Work request: Search the listing below for "monitoring". Copy each matching line.

▼

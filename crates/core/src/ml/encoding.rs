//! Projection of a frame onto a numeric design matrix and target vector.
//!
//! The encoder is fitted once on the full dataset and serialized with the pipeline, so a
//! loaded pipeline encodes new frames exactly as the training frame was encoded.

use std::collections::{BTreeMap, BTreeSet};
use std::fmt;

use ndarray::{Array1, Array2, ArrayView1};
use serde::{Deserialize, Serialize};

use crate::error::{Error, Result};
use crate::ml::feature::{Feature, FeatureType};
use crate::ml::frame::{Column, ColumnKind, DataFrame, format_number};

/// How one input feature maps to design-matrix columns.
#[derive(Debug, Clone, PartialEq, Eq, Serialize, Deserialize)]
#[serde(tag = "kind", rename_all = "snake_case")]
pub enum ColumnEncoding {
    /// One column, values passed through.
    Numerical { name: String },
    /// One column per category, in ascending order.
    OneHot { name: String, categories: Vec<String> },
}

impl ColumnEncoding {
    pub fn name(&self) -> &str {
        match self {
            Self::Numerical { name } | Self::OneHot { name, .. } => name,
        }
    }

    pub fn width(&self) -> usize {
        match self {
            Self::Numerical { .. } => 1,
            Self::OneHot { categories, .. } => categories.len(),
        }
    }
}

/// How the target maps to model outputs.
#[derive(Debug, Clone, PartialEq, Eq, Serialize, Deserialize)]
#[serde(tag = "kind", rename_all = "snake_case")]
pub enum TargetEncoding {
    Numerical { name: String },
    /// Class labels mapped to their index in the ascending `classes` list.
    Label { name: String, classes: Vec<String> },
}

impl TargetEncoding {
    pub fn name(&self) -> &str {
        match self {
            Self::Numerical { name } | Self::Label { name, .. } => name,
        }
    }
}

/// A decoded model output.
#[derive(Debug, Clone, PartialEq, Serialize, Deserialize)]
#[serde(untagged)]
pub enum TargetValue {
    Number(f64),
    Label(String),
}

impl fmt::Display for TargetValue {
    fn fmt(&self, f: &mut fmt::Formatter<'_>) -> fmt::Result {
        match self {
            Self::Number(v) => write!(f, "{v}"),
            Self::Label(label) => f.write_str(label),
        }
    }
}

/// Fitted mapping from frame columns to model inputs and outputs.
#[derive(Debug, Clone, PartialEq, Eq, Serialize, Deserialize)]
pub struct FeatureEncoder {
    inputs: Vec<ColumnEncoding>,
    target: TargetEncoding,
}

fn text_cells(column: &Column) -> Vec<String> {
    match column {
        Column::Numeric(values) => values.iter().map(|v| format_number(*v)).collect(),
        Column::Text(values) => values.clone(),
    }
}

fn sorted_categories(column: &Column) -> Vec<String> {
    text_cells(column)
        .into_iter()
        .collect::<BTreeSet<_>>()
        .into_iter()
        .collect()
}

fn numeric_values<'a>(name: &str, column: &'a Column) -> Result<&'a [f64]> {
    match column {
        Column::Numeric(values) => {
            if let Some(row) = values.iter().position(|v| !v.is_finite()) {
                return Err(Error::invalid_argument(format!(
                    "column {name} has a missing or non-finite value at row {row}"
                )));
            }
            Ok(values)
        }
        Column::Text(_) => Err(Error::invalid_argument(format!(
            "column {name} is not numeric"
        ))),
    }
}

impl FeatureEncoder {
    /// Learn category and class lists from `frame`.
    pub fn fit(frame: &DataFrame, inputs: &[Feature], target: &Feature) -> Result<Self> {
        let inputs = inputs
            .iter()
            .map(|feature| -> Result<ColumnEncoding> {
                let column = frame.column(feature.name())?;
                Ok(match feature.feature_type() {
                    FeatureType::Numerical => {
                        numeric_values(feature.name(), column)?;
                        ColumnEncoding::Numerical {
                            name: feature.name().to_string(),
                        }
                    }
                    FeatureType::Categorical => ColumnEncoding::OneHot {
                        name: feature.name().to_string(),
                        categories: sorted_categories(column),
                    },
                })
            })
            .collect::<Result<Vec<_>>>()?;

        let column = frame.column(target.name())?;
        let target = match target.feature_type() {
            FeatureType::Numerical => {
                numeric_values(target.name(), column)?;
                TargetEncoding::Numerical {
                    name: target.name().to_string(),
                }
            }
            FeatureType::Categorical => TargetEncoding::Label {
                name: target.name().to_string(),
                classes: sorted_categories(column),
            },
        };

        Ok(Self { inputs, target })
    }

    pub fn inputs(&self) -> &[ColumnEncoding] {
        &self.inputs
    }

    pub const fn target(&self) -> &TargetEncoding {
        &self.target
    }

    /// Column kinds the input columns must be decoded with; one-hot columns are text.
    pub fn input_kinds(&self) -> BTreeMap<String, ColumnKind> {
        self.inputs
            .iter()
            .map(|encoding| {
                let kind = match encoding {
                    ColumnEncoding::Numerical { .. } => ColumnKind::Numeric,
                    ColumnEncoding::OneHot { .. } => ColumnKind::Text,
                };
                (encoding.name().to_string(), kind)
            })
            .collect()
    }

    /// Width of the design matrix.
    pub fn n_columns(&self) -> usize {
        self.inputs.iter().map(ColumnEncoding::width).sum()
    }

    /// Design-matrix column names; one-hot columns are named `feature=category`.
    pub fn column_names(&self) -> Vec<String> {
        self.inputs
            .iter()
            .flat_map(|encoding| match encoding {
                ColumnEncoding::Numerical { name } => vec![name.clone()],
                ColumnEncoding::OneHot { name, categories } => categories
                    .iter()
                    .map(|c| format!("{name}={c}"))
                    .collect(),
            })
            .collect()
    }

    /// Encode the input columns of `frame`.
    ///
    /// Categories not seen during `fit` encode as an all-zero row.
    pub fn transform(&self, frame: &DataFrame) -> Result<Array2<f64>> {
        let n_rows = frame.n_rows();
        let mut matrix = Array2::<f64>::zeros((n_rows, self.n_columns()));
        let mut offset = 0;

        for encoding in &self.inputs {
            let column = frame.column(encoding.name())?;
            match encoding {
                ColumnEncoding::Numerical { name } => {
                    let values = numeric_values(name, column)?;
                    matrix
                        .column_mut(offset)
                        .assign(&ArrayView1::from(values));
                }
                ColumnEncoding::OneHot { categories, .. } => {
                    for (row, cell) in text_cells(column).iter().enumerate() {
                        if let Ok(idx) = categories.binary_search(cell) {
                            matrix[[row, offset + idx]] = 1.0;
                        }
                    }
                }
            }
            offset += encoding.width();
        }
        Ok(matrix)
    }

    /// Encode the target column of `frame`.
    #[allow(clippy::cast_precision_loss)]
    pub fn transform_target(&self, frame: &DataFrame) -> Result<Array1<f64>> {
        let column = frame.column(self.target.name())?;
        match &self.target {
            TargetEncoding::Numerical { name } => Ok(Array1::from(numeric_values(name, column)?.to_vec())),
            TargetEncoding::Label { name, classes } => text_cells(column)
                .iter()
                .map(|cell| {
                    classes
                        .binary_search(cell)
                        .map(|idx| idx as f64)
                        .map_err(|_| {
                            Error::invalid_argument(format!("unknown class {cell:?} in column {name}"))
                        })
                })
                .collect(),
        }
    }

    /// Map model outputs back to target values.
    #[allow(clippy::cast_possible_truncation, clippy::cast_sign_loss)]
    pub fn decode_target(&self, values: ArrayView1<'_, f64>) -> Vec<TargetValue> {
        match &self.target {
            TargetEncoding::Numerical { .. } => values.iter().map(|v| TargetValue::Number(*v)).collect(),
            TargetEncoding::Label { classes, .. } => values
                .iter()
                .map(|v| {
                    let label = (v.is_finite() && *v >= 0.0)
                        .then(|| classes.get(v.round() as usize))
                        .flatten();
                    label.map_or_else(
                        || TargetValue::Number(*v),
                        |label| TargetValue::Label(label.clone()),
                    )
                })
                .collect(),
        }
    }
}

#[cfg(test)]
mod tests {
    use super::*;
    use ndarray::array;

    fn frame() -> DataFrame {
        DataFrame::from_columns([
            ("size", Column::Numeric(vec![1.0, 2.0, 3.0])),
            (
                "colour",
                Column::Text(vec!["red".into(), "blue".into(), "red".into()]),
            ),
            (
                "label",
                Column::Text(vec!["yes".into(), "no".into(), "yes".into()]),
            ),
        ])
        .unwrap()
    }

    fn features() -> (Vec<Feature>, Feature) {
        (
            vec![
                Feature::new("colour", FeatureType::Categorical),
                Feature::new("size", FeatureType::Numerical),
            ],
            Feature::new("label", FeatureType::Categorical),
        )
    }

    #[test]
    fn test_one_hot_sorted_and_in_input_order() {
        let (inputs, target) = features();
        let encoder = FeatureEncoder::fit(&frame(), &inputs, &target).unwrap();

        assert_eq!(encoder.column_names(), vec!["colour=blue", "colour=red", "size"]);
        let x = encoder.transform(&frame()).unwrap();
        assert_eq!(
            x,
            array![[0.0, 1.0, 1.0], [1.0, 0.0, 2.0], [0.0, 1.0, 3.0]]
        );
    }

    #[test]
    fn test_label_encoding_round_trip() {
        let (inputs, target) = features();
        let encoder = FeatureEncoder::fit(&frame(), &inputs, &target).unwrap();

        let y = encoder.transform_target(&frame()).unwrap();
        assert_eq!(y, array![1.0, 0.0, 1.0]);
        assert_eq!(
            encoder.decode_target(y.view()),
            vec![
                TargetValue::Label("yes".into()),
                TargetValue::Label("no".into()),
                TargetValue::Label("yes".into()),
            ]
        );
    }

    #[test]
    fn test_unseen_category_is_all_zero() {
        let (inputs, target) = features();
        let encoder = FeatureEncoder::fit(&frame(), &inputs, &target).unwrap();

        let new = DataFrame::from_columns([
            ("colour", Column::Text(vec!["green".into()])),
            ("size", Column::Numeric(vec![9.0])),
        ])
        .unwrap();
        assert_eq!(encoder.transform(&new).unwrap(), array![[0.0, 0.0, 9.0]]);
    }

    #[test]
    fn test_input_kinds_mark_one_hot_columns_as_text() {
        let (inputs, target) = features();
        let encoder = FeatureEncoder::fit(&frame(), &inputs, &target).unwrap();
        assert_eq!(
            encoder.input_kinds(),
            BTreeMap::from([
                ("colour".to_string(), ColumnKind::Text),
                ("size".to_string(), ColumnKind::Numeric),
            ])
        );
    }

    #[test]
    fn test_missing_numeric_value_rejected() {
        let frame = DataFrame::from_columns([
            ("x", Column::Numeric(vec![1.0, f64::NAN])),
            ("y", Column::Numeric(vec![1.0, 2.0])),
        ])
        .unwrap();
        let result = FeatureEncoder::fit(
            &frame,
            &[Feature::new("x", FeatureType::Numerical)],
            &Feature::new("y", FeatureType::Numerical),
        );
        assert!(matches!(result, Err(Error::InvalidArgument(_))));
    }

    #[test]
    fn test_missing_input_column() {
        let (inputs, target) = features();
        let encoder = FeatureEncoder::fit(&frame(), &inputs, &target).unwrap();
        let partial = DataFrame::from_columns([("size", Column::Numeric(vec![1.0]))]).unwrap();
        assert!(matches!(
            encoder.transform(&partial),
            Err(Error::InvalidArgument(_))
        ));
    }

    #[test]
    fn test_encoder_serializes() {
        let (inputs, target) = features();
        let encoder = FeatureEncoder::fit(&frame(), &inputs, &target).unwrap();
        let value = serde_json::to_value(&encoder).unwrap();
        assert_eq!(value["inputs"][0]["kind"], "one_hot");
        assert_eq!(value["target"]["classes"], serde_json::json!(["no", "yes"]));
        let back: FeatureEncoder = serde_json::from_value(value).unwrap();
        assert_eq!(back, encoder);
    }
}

▲
▼

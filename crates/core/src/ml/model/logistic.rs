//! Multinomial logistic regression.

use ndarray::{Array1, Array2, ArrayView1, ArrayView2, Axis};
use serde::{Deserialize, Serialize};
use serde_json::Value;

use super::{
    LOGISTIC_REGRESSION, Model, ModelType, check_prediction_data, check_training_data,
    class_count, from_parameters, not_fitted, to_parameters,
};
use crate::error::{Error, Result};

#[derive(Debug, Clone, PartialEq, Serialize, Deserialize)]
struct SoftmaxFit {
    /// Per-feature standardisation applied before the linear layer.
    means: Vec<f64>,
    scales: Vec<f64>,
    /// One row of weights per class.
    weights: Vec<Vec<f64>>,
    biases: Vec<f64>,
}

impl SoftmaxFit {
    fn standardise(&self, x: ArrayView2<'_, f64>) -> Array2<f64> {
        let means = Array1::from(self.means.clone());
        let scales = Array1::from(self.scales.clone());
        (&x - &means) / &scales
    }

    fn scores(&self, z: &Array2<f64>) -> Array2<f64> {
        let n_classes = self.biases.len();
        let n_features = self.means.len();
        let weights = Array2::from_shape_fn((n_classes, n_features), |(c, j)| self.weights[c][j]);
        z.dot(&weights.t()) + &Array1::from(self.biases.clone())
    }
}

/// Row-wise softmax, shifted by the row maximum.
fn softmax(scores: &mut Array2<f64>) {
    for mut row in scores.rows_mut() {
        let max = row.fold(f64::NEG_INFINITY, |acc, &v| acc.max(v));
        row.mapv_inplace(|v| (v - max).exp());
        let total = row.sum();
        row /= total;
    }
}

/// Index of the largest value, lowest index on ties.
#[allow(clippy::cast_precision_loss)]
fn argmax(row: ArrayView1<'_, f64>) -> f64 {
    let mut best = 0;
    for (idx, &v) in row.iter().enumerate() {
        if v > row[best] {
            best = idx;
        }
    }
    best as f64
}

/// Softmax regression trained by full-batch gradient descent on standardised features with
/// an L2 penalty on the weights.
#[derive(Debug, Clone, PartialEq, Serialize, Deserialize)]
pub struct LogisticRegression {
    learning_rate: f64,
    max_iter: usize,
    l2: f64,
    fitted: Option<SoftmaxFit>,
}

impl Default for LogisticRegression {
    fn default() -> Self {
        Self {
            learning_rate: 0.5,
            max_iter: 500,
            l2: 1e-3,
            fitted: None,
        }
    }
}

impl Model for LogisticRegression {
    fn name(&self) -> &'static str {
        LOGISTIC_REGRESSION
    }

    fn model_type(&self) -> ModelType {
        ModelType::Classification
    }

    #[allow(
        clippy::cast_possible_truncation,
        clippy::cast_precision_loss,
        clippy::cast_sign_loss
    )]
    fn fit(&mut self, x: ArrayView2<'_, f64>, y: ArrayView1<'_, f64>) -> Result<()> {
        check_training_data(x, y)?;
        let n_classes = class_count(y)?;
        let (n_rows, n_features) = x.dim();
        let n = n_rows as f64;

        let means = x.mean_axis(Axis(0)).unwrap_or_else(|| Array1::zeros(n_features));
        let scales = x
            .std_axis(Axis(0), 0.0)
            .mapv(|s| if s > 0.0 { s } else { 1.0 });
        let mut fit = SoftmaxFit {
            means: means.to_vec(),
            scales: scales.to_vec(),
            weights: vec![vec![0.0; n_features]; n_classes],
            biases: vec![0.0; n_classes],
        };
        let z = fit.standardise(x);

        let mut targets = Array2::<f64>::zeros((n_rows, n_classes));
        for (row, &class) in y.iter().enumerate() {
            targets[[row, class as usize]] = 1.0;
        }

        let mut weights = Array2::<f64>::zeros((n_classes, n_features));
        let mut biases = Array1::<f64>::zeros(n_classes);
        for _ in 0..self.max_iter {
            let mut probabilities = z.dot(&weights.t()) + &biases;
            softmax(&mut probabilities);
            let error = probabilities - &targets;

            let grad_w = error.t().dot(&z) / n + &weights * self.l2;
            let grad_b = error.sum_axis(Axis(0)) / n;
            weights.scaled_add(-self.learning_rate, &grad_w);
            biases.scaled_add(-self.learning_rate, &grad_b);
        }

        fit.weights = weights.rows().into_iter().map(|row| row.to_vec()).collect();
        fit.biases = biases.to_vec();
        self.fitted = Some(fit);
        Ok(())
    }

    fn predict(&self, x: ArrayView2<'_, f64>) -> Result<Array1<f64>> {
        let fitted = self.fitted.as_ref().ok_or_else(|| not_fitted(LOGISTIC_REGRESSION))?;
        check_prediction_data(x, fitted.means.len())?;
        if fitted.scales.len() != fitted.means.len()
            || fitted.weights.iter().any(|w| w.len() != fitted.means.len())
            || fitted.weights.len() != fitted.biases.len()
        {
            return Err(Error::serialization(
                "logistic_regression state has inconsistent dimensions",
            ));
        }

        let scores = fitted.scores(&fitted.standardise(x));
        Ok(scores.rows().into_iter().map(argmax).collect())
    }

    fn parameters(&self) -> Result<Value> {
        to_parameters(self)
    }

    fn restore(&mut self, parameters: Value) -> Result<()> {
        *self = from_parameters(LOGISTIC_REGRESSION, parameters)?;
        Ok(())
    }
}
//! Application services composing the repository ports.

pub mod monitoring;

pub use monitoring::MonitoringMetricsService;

▲

Task solution:
pub mod monitoring;
pub use monitoring::MonitoringMetricsService;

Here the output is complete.